L’astensionismo è sia negativo che utile per la borghesia. È negativo perché attualmente il sistema parlamentare borghese si spaccia per “democratico”, e un alto tasso di astensionismo mina la narrativa secondo cui il nostro sia un sistema politico che funziona e che sia, appunto, “democratico”. L’astensionismo è insomma negativo per l’immagine che la borghesia cerca di spacciare per il proprio sistema, e proprio per questo, sempre più, tentano di portarsi avanti con lo scenario dell’aumento inevitabile dell’astensione, affermando qua e là, per bocca di “opinionisti” e “ideologi” vari, che il diritto di voto sia troppo universale e scontato e che solo certi, istruiti e “cittadini attivi”, dovrebbero votare.
L’astensionismo è allo stesso tempo universalmente utile alla borghesia perché esso simboleggia la rinuncia del popolo a puntare ad una rappresentanza, anche falsa che sia, in parlamento, e il sistema elettorale diventa di fatto, anche se per ora non de jure, partecipato solo da chi si sente rappresentato dai rappresentanti borghesi, quindi solo i borghesi (o filo-borghesi).
L’astensionismo in questo frangente storico non è inutile (per via, appunto, del danno che si arreca all’immagine del sistema politico vigente) ma non è neanche considerabile come la scelta più auspicabile.
Le schede annullate, d’altro canto, danno un’immagine diversa, perché stanno a rappresentare la volontà dei votanti che si sono recati comunque, nonostante tutto, presso il seggio elettorale, ma che, al momento del voto, non si sono sentiti rappresentati da nessun partito. Ha la stessa valenza positiva dell’astensionismo, ma non i suoi aspetti negativi.
L’astensionismo può esser strumentalizzato dalla borghesia dicendo che la massa non si interessa alla politica, non si interessa al voto, e si ignora (volutamente) la criticità della mancanza di un Partito popolare, la mancanza di un qualche Partito che rappresenti quella fetta non indifferente di astensionisti. La delusione, la sfiducia, il pessimismo vengono quindi trasformati mediaticamente in disinteresse, incuranza, o perfino ignoranza (con un secondo fine, che è l’abolizione del suffragio universale).

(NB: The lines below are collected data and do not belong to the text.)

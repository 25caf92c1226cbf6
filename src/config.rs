use std::env;
use std::path::PathBuf;
use std::time::Duration;

use crate::AppError;

pub const DEFAULT_BASE_URL: &str = "http://127.0.0.1:5000";

/// How the result container is written to stdout
#[derive(Clone, Copy, Debug, PartialEq, Eq)]
pub enum OutputFormat {
    Text,
    Html,
}

#[derive(Clone, Debug)]
pub struct AppConfig {
    pub base_url: String,
    pub session_cookie: Option<String>,
    pub timeout: Option<Duration>,
    pub output: OutputFormat,
    pub ics_path: Option<PathBuf>,
}

impl AppConfig {
    pub fn from_env() -> Result<Self, AppError> {
        Self::from_lookup(|key| env::var(key).ok())
    }

    /// Build the config from any key lookup; `from_env` passes the process environment
    pub fn from_lookup<F>(lookup: F) -> Result<Self, AppError>
    where
        F: Fn(&str) -> Option<String>,
    {
        let get = |key: &str| lookup(key).filter(|v| !v.trim().is_empty());

        let base_url = normalize_base_url(
            &get("STUDY_PLANNER_URL").unwrap_or_else(|| DEFAULT_BASE_URL.to_string()),
        )?;

        let session_cookie = get("STUDY_PLANNER_SESSION_COOKIE");

        let timeout = match get("STUDY_PLANNER_TIMEOUT_SECS") {
            Some(raw) => Some(parse_timeout(&raw)?),
            None => None,
        };

        let output = match get("STUDY_PLANNER_OUTPUT").as_deref() {
            None => OutputFormat::Text,
            Some(raw) => parse_output(raw)?,
        };

        let ics_path = get("STUDY_PLANNER_ICS_PATH").map(PathBuf::from);

        Ok(Self {
            base_url,
            session_cookie,
            timeout,
            output,
            ics_path,
        })
    }
}

fn normalize_base_url(raw: &str) -> Result<String, AppError> {
    let trimmed = raw.trim();
    if !(trimmed.starts_with("http://") || trimmed.starts_with("https://")) {
        return Err(AppError::Config(format!(
            "STUDY_PLANNER_URL must start with http:// or https://, got {}",
            trimmed
        )));
    }

    Ok(trimmed.trim_end_matches('/').to_string())
}

fn parse_timeout(raw: &str) -> Result<Duration, AppError> {
    let secs: u64 = raw.trim().parse().map_err(|_| {
        AppError::Config(format!("STUDY_PLANNER_TIMEOUT_SECS must be an integer, got {}", raw))
    })?;

    if secs == 0 {
        return Err(AppError::Config(
            "STUDY_PLANNER_TIMEOUT_SECS must be greater than zero".to_string(),
        ));
    }

    Ok(Duration::from_secs(secs))
}

fn parse_output(raw: &str) -> Result<OutputFormat, AppError> {
    match raw.trim().to_ascii_lowercase().as_str() {
        "text" => Ok(OutputFormat::Text),
        "html" => Ok(OutputFormat::Html),
        other => Err(AppError::Config(format!(
            "STUDY_PLANNER_OUTPUT must be `text` or `html`, got {}",
            other
        ))),
    }
}
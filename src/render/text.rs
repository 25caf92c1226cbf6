use super::{ResultView, PLAN_HEADING};
use crate::models::StudyPlan;

/// Plain-text rendering for a terminal
#[derive(Debug, Default, Clone)]
pub struct TextResultView {
    content: String,
    is_error: bool,
    reload_requested: bool,
}

impl TextResultView {
    pub fn new() -> Self {
        Self::default()
    }

    pub fn content(&self) -> &str {
        &self.content
    }

    pub fn is_error(&self) -> bool {
        self.is_error
    }

    pub fn reload_requested(&self) -> bool {
        self.reload_requested
    }
}

impl ResultView for TextResultView {
    fn render_plan(&mut self, plan: &StudyPlan) {
        let mut out = format!("{}\n{}\n", PLAN_HEADING, "=".repeat(PLAN_HEADING.len()));
        for day in &plan.days {
            out.push('\n');
            out.push_str(&day.date);
            out.push('\n');
            for item in &day.schedule {
                out.push_str("  - ");
                out.push_str(&item.task_label());
                out.push('\n');
            }
        }
        self.content = out;
        self.is_error = false;
    }

    fn render_error(&mut self, message: &str) {
        self.content = format!("error: {}\n", message);
        self.is_error = true;
    }

    // nothing to refresh on a terminal; the plan stays on screen
    fn reload(&mut self) {
        self.reload_requested = true;
    }
}
use std::time::Duration;

use metrics::{counter, histogram};
use tracing_subscriber::{layer::SubscriberExt, util::SubscriberInitExt};

/// Install the global tracing subscriber. Output goes to stderr; stdout is reserved for the rendered view.
pub fn init_tracing() {
    let use_json = std::env::var("LOG_FORMAT")
        .unwrap_or_else(|_| "text".to_string()) == "json";

    let env_filter = tracing_subscriber::EnvFilter::try_from_default_env()
        .unwrap_or_else(|_| "info,study_planner_client=debug".into());

    if use_json {
        tracing_subscriber::registry()
            .with(env_filter)
            .with(tracing_subscriber::fmt::layer().json().with_writer(std::io::stderr))
            .init();
    } else {
        tracing_subscriber::registry()
            .with(env_filter)
            .with(tracing_subscriber::fmt::layer().with_writer(std::io::stderr))
            .init();
    }
}

#[derive(Clone, Copy, Debug, PartialEq, Eq)]
pub enum SubmissionOutcome {
    Plan,
    Rejected,
    Failed,
}

impl SubmissionOutcome {
    pub fn as_str(&self) -> &'static str {
        match self {
            SubmissionOutcome::Plan => "plan",
            SubmissionOutcome::Rejected => "rejected",
            SubmissionOutcome::Failed => "failed",
        }
    }
}

/// No-op unless the embedding program installed a `metrics` recorder
pub fn record_submission(outcome: SubmissionOutcome, elapsed: Duration) {
    counter!(
        "study_plan_submissions_total",
        "outcome" => outcome.as_str()
    )
    .increment(1);

    histogram!(
        "study_plan_request_duration_seconds",
        "outcome" => outcome.as_str()
    )
    .record(elapsed.as_secs_f64());
}
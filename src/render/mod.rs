pub mod html;
pub mod text;

use crate::models::StudyPlan;

pub use html::HtmlResultView;
pub use text::TextResultView;

pub const PLAN_HEADING: &str = "Your Study Plan";

/// The result container. Every render replaces whatever the container held before.
pub trait ResultView {
    fn render_plan(&mut self, plan: &StudyPlan);

    /// `message` is untrusted text and must never be interpreted as markup
    fn render_error(&mut self, message: &str);

    /// Called after a successful render so the surrounding page can refresh
    /// its server-rendered list of saved plans
    fn reload(&mut self);
}
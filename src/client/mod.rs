pub mod http;

use async_trait::async_trait;

use crate::models::{ApiResponse, StudyRequest};
use crate::AppResult;

pub use http::HttpPlanClient;

/// Path of the plan generation endpoint, relative to the backend base URL
pub const GENERATE_PLAN_PATH: &str = "/generate-plan";

/// The backend's plan generation call. One invocation is one request; no retries.
#[async_trait]
pub trait PlanApi: Send + Sync {
    async fn generate_plan(&self, request: &StudyRequest) -> AppResult<ApiResponse>;
}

Che fare, quindi? Invitiamo tutti i socialisti a recarsi alle urne: chi per votare una delle liste citate che reputa personalmente antisistema, chi per disegnare una falce e un martello, un “Fanculo tutti”, un “Viva Stalin”, una Z, o qualunque cosa sia, in modo tale, nel proprio piccolo, da farsi sentire.

Una cosa però è certa: le elezioni borghesi non sono la soluzione. Si può puntare a qualche minima rappresentanza in parlamento, ma pensare di poter cambiare qualcosa con questi mezzi è folle. Il parlamento deve sì essere un mezzo, ma un mezzo per la politica extra-parlamentare. Posizionarsi con coerenza contro le politiche liberiste all’interno del parlamento, durante la prossima legislatura, potrà far guadagnare fiducia a noi socialisti in generale, rendendo il parlamento di fatto una vetrina, e non una soluzione.
Ma che i socialisti imparino a far politica fuori, tra le persone, tra i delusi, tra i poveri, tra chi ha compassione e vuole cambiare questo mondo. Ci auspichiamo che ci siano più sommosse che voti.